Source: 7 tips to maintain security controls in your GCP DR environment from Google Cloud Platform
By Grace Mollison, Cloud Solutions Architect
Cloud computing has changed many traditional IT practices, and one particularly useful change has been in the area of disaster recovery (DR). Our team helps Google Cloud Platform (GCP) users build their infrastructures with cloud, and we’ve seen some great results when they use GCP as the DR target environment.
When you integrate a cloud provider like GCP into your DR plan, you no longer have to invest up front in mostly idle backup infrastructure. Testing that DR plan no longer seems so daunting, as you can bring up your DR environment automatically and close it all down again when it’s no longer needed—and it’s always ready for the next tests. In the event of an actual disaster, the DR environment can be made ready.

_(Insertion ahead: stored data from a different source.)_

#[cfg(test)]
mod tests {
    use super::*;
    use crate::filters::tag_ekf;
    use crate::types::{Extrinsics, Intrinsics};
    use approx::assert_relative_eq;

    fn settings() -> FilterSettings {
        FilterSettings {
            dt: 0.02,
            fallback_process_noise: 1e-3,
            initial_variance: 1e-2,
            measurement: MeasurementModel::new(0.1),
        }
    }

    fn identity_calib() -> Calibration {
        Calibration::new(&Intrinsics::default(), &Extrinsics::identity())
    }

    fn still_vehicle() -> VehicleState {
        VehicleState::default()
    }

    fn moving_vehicle(vx: f64) -> VehicleState {
        VehicleState {
            velocity: [vx, 0.0, 0.0],
            ..Default::default()
        }
    }

    fn ts(cycle: i64) -> Timestamp {
        Timestamp::new(1_700_000_000 + cycle, 0)
    }

    #[test]
    fn test_first_detection_seeds_exactly() {
        let calib = identity_calib();
        let mut bank = FilterBank::new();
        let mut published: Vec<TagPose> = Vec::new();

        bank.push_detection(Detection::new(5, [0.31, -0.07, 1.93], [0.2, 0.1, -0.3]));
        assert!(!bank.filter(5).unwrap().is_initialized());

        let status = bank.step(&calib, &settings(), Some(&still_vehicle()), ts(0), &mut published);

        assert_eq!(status, CycleStatus::DataAvailable);
        assert_eq!(
            bank.filter(5).unwrap().position(),
            Some(StateVec::new(0.31, -0.07, 1.93))
        );
        assert_eq!(published.len(), 1);
        assert_relative_eq!(published[0].position[0], 0.31, epsilon = 1e-12);
        assert_eq!(published[0].timestamp, ts(0));
    }

    #[test]
    fn test_empty_bank_is_idle() {
        let calib = identity_calib();
        let mut bank = FilterBank::new();
        let mut published: Vec<TagPose> = Vec::new();
        let status = bank.step(&calib, &settings(), None, ts(0), &mut published);
        assert_eq!(status, CycleStatus::Idle);
        assert!(published.is_empty());
    }

    #[test]
    fn test_converges_on_static_tag() {
        let calib = identity_calib();
        let mut bank = FilterBank::new();
        let mut traces = Vec::new();

        for cycle in 0..10 {
            bank.push_detection(Detection::new(7, [0.0, 0.0, 1.0], [0.0; 3]));
            let mut published: Vec<TagPose> = Vec::new();
            let status =
                bank.step(&calib, &settings(), Some(&still_vehicle()), ts(cycle), &mut published);
            assert_eq!(status, CycleStatus::DataAvailable);
            assert_eq!(published.len(), 1);

            if cycle >= 2 {
                let p = published[0].position;
                assert_relative_eq!(p[0], 0.0, epsilon = 1e-9);
                assert_relative_eq!(p[1], 0.0, epsilon = 1e-9);
                assert_relative_eq!(p[2], 1.0, epsilon = 1e-9);
            }
            let trace = bank.filter(7).unwrap().estimate().unwrap().covariance.trace();
            traces.push(trace);
        }

        for pair in traces.windows(2) {
            assert!(pair[1] < pair[0], "variance must shrink: {:?}", traces);
        }
    }

    #[test]
    fn test_noisy_start_converges() {
        let calib = identity_calib();
        let mut bank = FilterBank::new();
        bank.push_detection(Detection::new(7, [0.01, -0.01, 1.05], [0.0; 3]));
        bank.step(&calib, &settings(), Some(&still_vehicle()), ts(0), &mut Vec::<TagPose>::new());

        let mut last = Vec::new();
        for cycle in 1..10 {
            bank.push_detection(Detection::new(7, [0.0, 0.0, 1.0], [0.0; 3]));
            last.clear();
            bank.step(&calib, &settings(), Some(&still_vehicle()), ts(cycle), &mut last);
            if cycle >= 2 {
                let p = last[0].position;
                assert!(p[0].abs() < 0.01 && p[1].abs() < 0.01);
                assert!((p[2] - 1.0).abs() < 0.02, "z = {}", p[2]);
            }
        }
    }

    #[test]
    fn test_coasting_publishes_prediction() {
        let calib = identity_calib();
        let s = settings();
        let mut bank = FilterBank::new();
        bank.push_detection(Detection::new(2, [0.2, 0.1, 1.5], [0.0; 3]));
        bank.step(&calib, &s, Some(&still_vehicle()), ts(0), &mut Vec::<TagPose>::new());

        let vehicle = VehicleState {
            velocity: [0.3, -0.1, 0.2],
            angular_velocity: [0.0, 0.0, 0.4],
            velocity_cov: [1e-4, 0.0, 1e-4, 0.0, 0.0, 1e-4],
            ..Default::default()
        };
        for cycle in 1..4 {
            let before = bank.filter(2).unwrap().estimate().unwrap().clone();
            let input = ControlInput::from_vehicle(&calib, &s, Some(&vehicle));
            let expected = tag_ekf::predict(&before, &input.twist, &input.process_noise, s.dt);

            let mut published: Vec<TagPose> = Vec::new();
            bank.step(&calib, &s, Some(&vehicle), ts(cycle), &mut published);

            assert_eq!(bank.filter(2).unwrap().estimate(), Some(&expected));
            assert_relative_eq!(published[0].position[0], expected.position.x, epsilon = 1e-12);
            assert_relative_eq!(published[0].position[2], expected.position.z, epsilon = 1e-12);
        }
    }

    #[test]
    fn test_coasting_moves_opposite_to_vehicle() {
        let calib = identity_calib();
        let s = settings();
        let mut bank = FilterBank::new();
        bank.push_detection(Detection::new(7, [0.0, 0.0, 2.0], [0.0; 3]));
        bank.step(&calib, &s, Some(&moving_vehicle(1.0)), ts(0), &mut Vec::<TagPose>::new());

        let mut xs = Vec::new();
        for cycle in 1..=5 {
            let mut published: Vec<TagPose> = Vec::new();
            bank.step(&calib, &s, Some(&moving_vehicle(1.0)), ts(cycle), &mut published);
            assert_eq!(published.len(), 1);
            xs.push(published[0].position[0]);
            assert_relative_eq!(published[0].position[0], -(cycle as f64) * s.dt, epsilon = 1e-12);
            assert_relative_eq!(published[0].position[2], 2.0, epsilon = 1e-12);
        }
        assert!(xs.windows(2).all(|w| w[1] < w[0]));
    }

    #[test]
    fn test_no_vehicle_state_yet_coasts_without_publishing() {
        let calib = identity_calib();
        let s = settings();
        let mut bank = FilterBank::new();
        bank.push_detection(Detection::new(1, [0.0, 0.0, 1.0], [0.0; 3]));

        let mut published: Vec<TagPose> = Vec::new();
        let status = bank.step(&calib, &s, None, ts(0), &mut published);
        assert_eq!(status, CycleStatus::DataAvailable);
        assert!(published.is_empty());

        let trace_before = bank.filter(1).unwrap().estimate().unwrap().covariance.trace();
        bank.step(&calib, &s, None, ts(1), &mut published);
        let filter = bank.filter(1).unwrap();
        assert_eq!(filter.position(), Some(StateVec::new(0.0, 0.0, 1.0)));
        assert_relative_eq!(
            filter.estimate().unwrap().covariance.trace(),
            trace_before + 3.0 * s.fallback_process_noise,
            epsilon = 1e-12
        );
        assert_relative_eq!(*filter.process_noise(), StateCov::identity() * 1e-3);
    }

    #[test]
    fn test_missing_vehicle_state_publishes_through_last_pose() {
        let calib = identity_calib();
        let s = settings();
        let mut bank = FilterBank::new();
        let vehicle = VehicleState {
            position: [1.0, 2.0, 3.0],
            ..Default::default()
        };

        bank.push_detection(Detection::new(7, [0.0, 0.0, 1.0], [0.0; 3]));
        let mut published: Vec<TagPose> = Vec::new();
        bank.step(&calib, &s, Some(&vehicle), ts(0), &mut published);
        assert_eq!(published.len(), 1);

        for cycle in 1..4 {
            let before = bank.filter(7).unwrap().estimate().unwrap().clone();
            let input = ControlInput::from_vehicle(&calib, &s, None);
            let expected = tag_ekf::predict(&before, &input.twist, &input.process_noise, s.dt);

            published.clear();
            let status = bank.step(&calib, &s, None, ts(cycle), &mut published);

            assert_eq!(status, CycleStatus::DataAvailable);
            assert_eq!(published.len(), 1);
            assert_eq!(published[0].timestamp, ts(cycle));
            assert_relative_eq!(
                published[0].position[0],
                expected.position.x + 1.0,
                epsilon = 1e-12
            );
            assert_relative_eq!(
                published[0].position[1],
                expected.position.y + 2.0,
                epsilon = 1e-12
            );
            assert_relative_eq!(
                published[0].position[2],
                expected.position.z + 3.0,
                epsilon = 1e-12
            );
        }
        assert_eq!(bank.last_pose().unwrap().w_t_b, nalgebra::Vector3::new(1.0, 2.0, 3.0));
    }

    #[test]
    fn test_unusable_first_detection_seeds_default_covariance() {
        let calib = identity_calib();
        let s = settings();
        let mut bank = FilterBank::new();

        // Behind the camera: no reprojection covariance for the seed
        bank.push_detection(Detection::new(6, [0.2, -0.1, -1.0], [0.0; 3]));
        let mut published: Vec<TagPose> = Vec::new();
        let status = bank.step(&calib, &s, Some(&still_vehicle()), ts(0), &mut published);

        assert_eq!(status, CycleStatus::DataAvailable);
        let estimate = bank.filter(6).unwrap().estimate().unwrap();
        assert_eq!(estimate.position, StateVec::new(0.2, -0.1, -1.0));
        assert_eq!(estimate.covariance, StateCov::identity() * s.initial_variance);
    }

    #[test]
    fn test_tiny_marker_seed_uses_default_covariance() {
        let calib = identity_calib();
        let s = FilterSettings {
            measurement: MeasurementModel::new(1e-9),
            ..settings()
        };
        let mut bank = FilterBank::new();

        bank.push_detection(Detection::new(8, [0.0, 0.0, 1.0], [0.0; 3]));
        bank.step(&calib, &s, Some(&still_vehicle()), ts(0), &mut Vec::<TagPose>::new());

        let estimate = bank.filter(8).unwrap().estimate().unwrap();
        assert_eq!(estimate.position, StateVec::new(0.0, 0.0, 1.0));
        assert_relative_eq!(estimate.covariance, StateCov::identity() * 1e-2);
    }

    #[test]
    fn test_first_match_wins_and_detections_cleared() {
        let calib = identity_calib();
        let mut bank = FilterBank::new();
        bank.push_detection(Detection::new(3, [0.0, 0.0, 1.0], [0.0; 3]));
        bank.push_detection(Detection::new(3, [0.5, 0.5, 3.0], [0.0; 3]));
        assert_eq!(bank.len(), 1);
        assert_eq!(bank.pending_detections().len(), 2);

        bank.step(&calib, &settings(), Some(&still_vehicle()), ts(0), &mut Vec::<TagPose>::new());
        assert_eq!(bank.filter(3).unwrap().position(), Some(StateVec::new(0.0, 0.0, 1.0)));
        assert!(bank.pending_detections().is_empty());
    }

    #[test]
    fn test_insertion_order_and_independence() {
        let calib = identity_calib();
        let mut bank = FilterBank::new();
        bank.push_detection(Detection::new(9, [0.0, 0.0, 1.0], [0.0; 3]));
        bank.push_detection(Detection::new(2, [0.1, 0.0, 2.0], [0.0; 3]));
        let mut published: Vec<TagPose> = Vec::new();
        bank.step(&calib, &settings(), Some(&still_vehicle()), ts(0), &mut published);

        assert_eq!(bank.identities(), vec![9, 2]);
        assert_eq!(published.iter().map(|p| p.id).collect::<Vec<_>>(), vec![9, 2]);

        // Tag 2 reappears alone; tag 9 keeps coasting and stays tracked
        bank.push_detection(Detection::new(2, [0.1, 0.0, 2.0], [0.0; 3]));
        published.clear();
        bank.step(&calib, &settings(), Some(&still_vehicle()), ts(1), &mut published);
        assert_eq!(published.len(), 2);
        assert_eq!(bank.filter(9).unwrap().status().corrections, 0);
        assert_eq!(bank.filter(2).unwrap().status().corrections, 1);
    }

    #[test]
    fn test_degenerate_detection_skips_correction() {
        let calib = identity_calib();
        let mut bank = FilterBank::new();
        bank.push_detection(Detection::new(4, [0.0, 0.0, 1.0], [0.0; 3]));
        bank.step(&calib, &settings(), Some(&still_vehicle()), ts(0), &mut Vec::<TagPose>::new());

        // Behind the camera: no usable reprojection covariance
        bank.push_detection(Detection::new(4, [0.0, 0.0, -1.0], [0.0; 3]));
        bank.step(&calib, &settings(), Some(&still_vehicle()), ts(1), &mut Vec::<TagPose>::new());

        let filter = bank.filter(4).unwrap();
        assert_eq!(filter.position(), Some(StateVec::new(0.0, 0.0, 1.0)));
        assert_eq!(filter.status().rejected_corrections, 1);
    }

    #[test]
    fn test_world_frame_publication() {
        let calib = Calibration::new(
            &Intrinsics::default(),
            &Extrinsics {
                translation: [0.1, 0.0, -0.05],
                rotation: [0.0, 0.0, 0.0],
            },
        );
        let vehicle = VehicleState {
            position: [10.0, -4.0, 2.0],
            ..Default::default()
        };
        let mut bank = FilterBank::new();
        bank.push_detection(Detection::new(11, [0.0, 0.2, 1.0], [0.0; 3]));
        let mut published: Vec<TagPose> = Vec::new();
        bank.step(&calib, &settings(), Some(&vehicle), ts(0), &mut published);

        let p = published[0].position;
        assert_relative_eq!(p[0], 10.1, epsilon = 1e-12);
        assert_relative_eq!(p[1], -3.8, epsilon = 1e-12);
        assert_relative_eq!(p[2], 2.95, epsilon = 1e-12);
    }
}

However, planning and testing for and recovering from a disaster involves more than just getting your application restored and available within your Recovery Time Objective (RTO). You need to ensure the security controls you implemented on-premises also apply to your recovered environment. This post provides tips to help you maintain your security controls in your cloud DR environment.
If your production environment is running on GCP, it’s easy to replicate the identity and access management (IAM) policies already in place. Use infrastructure as code methods and employ tools such as Cloud Deployment Manager to recreate your IAM policies. You can then bind the policies to corresponding resources when you’re standing up the DR environment.
If your production environment is on-premises, map functional roles such as your network administrator and auditor roles to appropriate IAM policies. Use the IAM documentation, which has some example configurations such as the networking and audit logging functional roles. You’ll want to configure IAM policies to grant appropriate permissions to GCP products. For example, you might want to restrict access to specific Google Cloud Storage buckets.
Once you’ve created a test environment, ensure that the access granted to your users confers the same permissions as those they are granted on-premises.
If your production environment runs on another cloud, you will need to understand how to map the IAM controls to Google Cloud Identity and Access Management (IAM) policies. The GCP for AWS professionals management doc can help if your other cloud is AWS.
Do not wait for a disaster to occur before checking that your users—whether developers, operators, data scientists, security or network admins—can access the DR environment. Make sure their accounts have been granted the appropriate access rights. If you are using an alternative identity system, ensure accounts have been synced with your Cloud Identity account. Make sure users who will need access to the DR environment (which will be the production environment for awhile) are able to log in to the DR environment. Resolve any authentication issues. When you’re conducting regular DR tests, incorporate users logging into the DR environment as part of the test process.
Enable the GCP OS login feature on the projects that constitute your DR environment so you can centrally manage who has SSH access to VMs launched in the DR environment.
It’s also important to train users on the DR environment so that they understand how to undertake their usual actions in GCP. Use the test environment for this.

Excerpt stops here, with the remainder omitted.